What Is the Achilles Tendon?
The Achilles tendon connects the bones of your heel to your calf muscles and allows you to flex your foot and point your toes. It is the longest and largest tendon in the body. It is also one of the most commonly injured.
In the event of an Achilles tendon disorder, you may experience mild to severe pain above your heel or in the back of the leg. This pain may happen after running or other sports activity. You may experience stiffness or sensitivity in the morning, too.
At The Medical Group of South Florida, our foot and ankle specialist provides the latest diagnostic tests and nonsurgical and surgical therapies to treat every condition.
Achilles Tendonitis and Achilles Tendonosis
Two common disorders that occur in the heel cord are Achilles tendonitis and Achilles tendonosis.
Achilles tendonitis is an inflammation of the Achilles tendon. This inflammation is typically short-lived. Over time, if not resolved, the condition may progress to a degeneration of the tendon (Achilles tendonosis), in which the tendon loses its organized structure and is likely to develop microscopic tears. Sometimes the degeneration involves the site where the Achilles tendon attaches to the heel bone. In rare cases, chronic degeneration with or without pain may result in rupture of the tendon.
As “overuse” disorders, Achilles tendonitis and tendonosis are usually caused by a sudden increase of repetitive activity involving the Achilles tendon. Such activity puts too much stress on the tendon too quickly, leading to micro-injury of the tendon fibers. Due to this ongoing stress on the tendon, the body is unable to repair the injured tissue. The structure of the tendon is then altered, resulting in continued pain.
Athletes are at high risk for developing disorders of the Achilles tendon. Achilles tendonitis and tendonosis are also common in individuals whose work puts stress on their ankles and feet, such as laborers, as well as in “weekend warriors”—those who are less conditioned and participate in athletics only on weekends or infrequently.
In addition, people with excessive pronation (flattening of the arch) have a tendency to develop Achilles tendonitis and tendonosis due to the greater demands placed on the tendon when walking. If these individuals wear shoes without adequate stability, their overpronation could further aggravate the Achilles tendon.
The symptoms associated with Achilles tendonitis and tendonosis include:
- Pain—aching, stiffness, soreness or tenderness—within the tendon.
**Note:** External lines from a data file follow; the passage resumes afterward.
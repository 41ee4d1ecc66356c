//! Locks the keyboard's escape keys and the taskbar while you clean your keyboard or screen.
//!
//! A lockout session installs a system-wide low-level keyboard hook that swallows keys
//! which would switch away from the cleaning overlay, and pins an auto-hiding taskbar so it
//! does not pop up under the cleaning cloth. Both are released when the session ends:
//! on request, when the session budget runs out, or when the user wiggles the pointer.
//!
//! The UI layer talks to a running [`Lockout`] through [`Command`]s and renders the
//! [`Notification`]s it receives.

#[cfg(windows)]
pub mod console;
pub mod config;
pub mod error;
pub mod key_filter;
pub mod keyboard_hook;
pub mod lockout;
pub mod runtime;
pub mod taskbar;
pub mod watchdog;

pub use config::Config;
pub use lockout::{Degraded, LockoutState, Notification};
pub use runtime::{Command, Lockout};

#[cfg(windows)]
use error::Result;

/// Starts a lockout event loop driving the real taskbar and keyboard hook.
///
/// The loop starts idle; send [`Command::SetActive`] to begin a session.
#[cfg(windows)]
pub fn start(config: Config) -> Result<Lockout> {
    runtime::spawn(
        config,
        taskbar::ShellTaskbar,
        keyboard_hook::KeyboardHook::new(config.key_policy),
    )
}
This may occur anywhere along the tendon’s path, beginning with the tendon’s attachment directly above the heel upward to the region just below the calf muscle. Pain often appears upon arising in the morning or after periods of rest, then improves somewhat with motion but later worsens with increased activity.
- Tenderness, or sometimes intense pain, when the sides of the tendon are squeezed.
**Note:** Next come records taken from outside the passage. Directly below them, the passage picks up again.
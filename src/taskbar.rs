//! Taskbar auto-hide control with restore-on-exit bookkeeping.

use crate::error::{OsCommandError, OsQueryError};

/// The two taskbar modes the lockout cares about.
#[derive(Debug, Clone, Copy, PartialEq, Eq)]
pub enum TaskbarState {
    AutoHide,
    AlwaysOnTop,
}

/// Reads and writes the OS taskbar mode.
pub trait TaskbarBackend {
    fn query(&self) -> Result<TaskbarState, OsQueryError>;

    fn set(&self, target: TaskbarState) -> Result<(), OsCommandError>;
}

/// Pins an auto-hiding taskbar for the duration of a session and puts it back afterwards.
///
/// The controller only ever restores a mode it changed itself. If the taskbar was not
/// auto-hiding when the session started, nothing is owed and nothing is restored, so a
/// mode the user picked in the meantime is left alone.
#[derive(Debug)]
pub struct TaskbarController<B> {
    backend: B,
    restore_owed: bool,
}

impl<B: TaskbarBackend> TaskbarController<B> {
    pub fn new(backend: B) -> Self {
        Self {
            backend,
            restore_owed: false,
        }
    }

    pub fn query_state(&self) -> Result<TaskbarState, OsQueryError> {
        self.backend.query()
    }

    /// Switches the taskbar mode. Issued even if `target` is already in effect.
    pub fn set_state(&self, target: TaskbarState) -> Result<(), OsCommandError> {
        self.backend.set(target)
    }

    /// Pins an auto-hiding taskbar. Returns `true` if a restore is now owed.
    pub fn lock_with_restore(&mut self) -> bool {
        match self.query_state() {
            Ok(TaskbarState::AutoHide) => {}
            Ok(TaskbarState::AlwaysOnTop) => {
                log::debug!("taskbar is not auto-hiding, leaving it alone");
                return false;
            }
            Err(e) => {
                log::warn!("{}, assuming it is always on top", e);
                return false;
            }
        }

        match self.set_state(TaskbarState::AlwaysOnTop) {
            Ok(()) => {
                self.restore_owed = true;
                log::info!("disabled taskbar auto-hide");
                true
            }
            Err(e) => {
                log::warn!("{}, taskbar stays in auto-hide mode", e);
                false
            }
        }
    }

    /// Restores auto-hide if [`lock_with_restore`](Self::lock_with_restore) disabled it.
    ///
    /// Returns `true` if a restore was attempted. The debt is cleared either way.
    pub fn unlock_if_owed(&mut self) -> bool {
        if !std::mem::take(&mut self.restore_owed) {
            return false;
        }

        match self.set_state(TaskbarState::AutoHide) {
            Ok(()) => log::info!("restored taskbar auto-hide"),
            Err(e) => log::warn!("{}, auto-hide was not restored", e),
        }
        true
    }

    pub fn restore_owed(&self) -> bool {
        self.restore_owed
    }

    pub fn backend(&self) -> &B {
        &self.backend
    }
}

#[cfg(windows)]
pub use self::windows_impl::ShellTaskbar;

#[cfg(windows)]
mod windows_impl {
    use windows::{
        Win32::{
            Foundation::{HWND, LPARAM},
            UI::{
                Shell::{ABM_GETSTATE, ABM_SETSTATE, ABS_ALWAYSONTOP, ABS_AUTOHIDE, APPBARDATA, SHAppBarMessage},
                WindowsAndMessaging::FindWindowW,
            },
        },
        core::{PCWSTR, w},
    };

    use super::{TaskbarBackend, TaskbarState};
    use crate::error::{OsCommandError, OsQueryError};

    /// The primary taskbar, driven through `SHAppBarMessage`.
    #[derive(Debug, Default, Clone, Copy)]
    pub struct ShellTaskbar;

    impl ShellTaskbar {
        fn window() -> Result<HWND, OsQueryError> {
            unsafe { FindWindowW(w!("Shell_TrayWnd"), PCWSTR::null()) }
                .map_err(|e| OsQueryError(e.into()))
        }

        fn app_bar_data(hwnd: HWND, state: u32) -> APPBARDATA {
            APPBARDATA {
                cbSize: std::mem::size_of::<APPBARDATA>() as u32,
                hWnd: hwnd,
                lParam: LPARAM(state as isize),
                ..Default::default()
            }
        }
    }

    impl TaskbarBackend for ShellTaskbar {
        fn query(&self) -> Result<TaskbarState, OsQueryError> {
            let mut data = Self::app_bar_data(Self::window()?, 0);
            let state = unsafe { SHAppBarMessage(ABM_GETSTATE, &mut data) } as u32;

            if state & ABS_AUTOHIDE != 0 {
                Ok(TaskbarState::AutoHide)
            } else {
                Ok(TaskbarState::AlwaysOnTop)
            }
        }

        fn set(&self, target: TaskbarState) -> Result<(), OsCommandError> {
            let hwnd = Self::window().map_err(|e| OsCommandError(e.0))?;
            let state = match target {
                TaskbarState::AutoHide => ABS_AUTOHIDE,
                TaskbarState::AlwaysOnTop => ABS_ALWAYSONTOP,
            };

            let mut data = Self::app_bar_data(hwnd, state);
            unsafe { SHAppBarMessage(ABM_SETSTATE, &mut data) };
            Ok(())
        }
    }
}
- When the disorder progresses to degeneration, the tendon may become enlarged and may develop nodules in the area where the tissue is damaged.
In diagnosing Achilles tendonitis or tendonosis, our Podiatrist, Dr. Ariel Lepoff will examine the patient’s foot and ankle and evaluate the range of motion and condition of the tendon. The extent of the condition can be further assessed with x-rays or other imaging modalities.
Treatment approaches for Achilles tendonitis or tendonosis are selected on the basis of how long the injury has been present and the degree of damage to the tendon. In the early stage, when there is sudden (acute) inflammation, one or more of the following options may be recommended:
- Immobilization. Immobilization may involve the use of a cast or removable walking boot to reduce forces through the Achilles tendon and promote healing.
- Ice. To reduce swelling due to inflammation, apply a bag of ice over a thin towel to the affected area for 20 minutes of each waking hour. Do not put ice directly against the skin.
- Oral medications. Nonsteroidal anti-inflammatory drugs (NSAIDs), such as ibuprofen, may be helpful in reducing the pain and inflammation in the early stage of the condition.
- Orthotics. For those with overpronation or gait abnormalities, custom orthotic devices may be prescribed.
- Night splints. Night splints help to maintain a stretch in the Achilles tendon during sleep.
- Physical therapy. Physical therapy may include strengthening exercises, soft-tissue massage/mobilization, gait and running re-education, stretching, and ultrasound therapy.
When Is Surgery Needed?
If non-surgical approaches fail to restore the tendon to its normal condition, surgery may be necessary. Dr. Ariel Lepoff, Podiatrist at The Medical Group of South Florida will select the best procedure to repair the tendon, based on the extent of the injury, the patient’s age and activity level, and other factors.
To prevent Achilles tendonitis or tendonosis from recurring after surgical or nonsurgical treatment, the foot and ankle surgeon may recommend strengthening and stretching of the calf muscles through daily exercises. Wearing proper shoes for the foot type and activity is also important in preventing recurrence of the condition.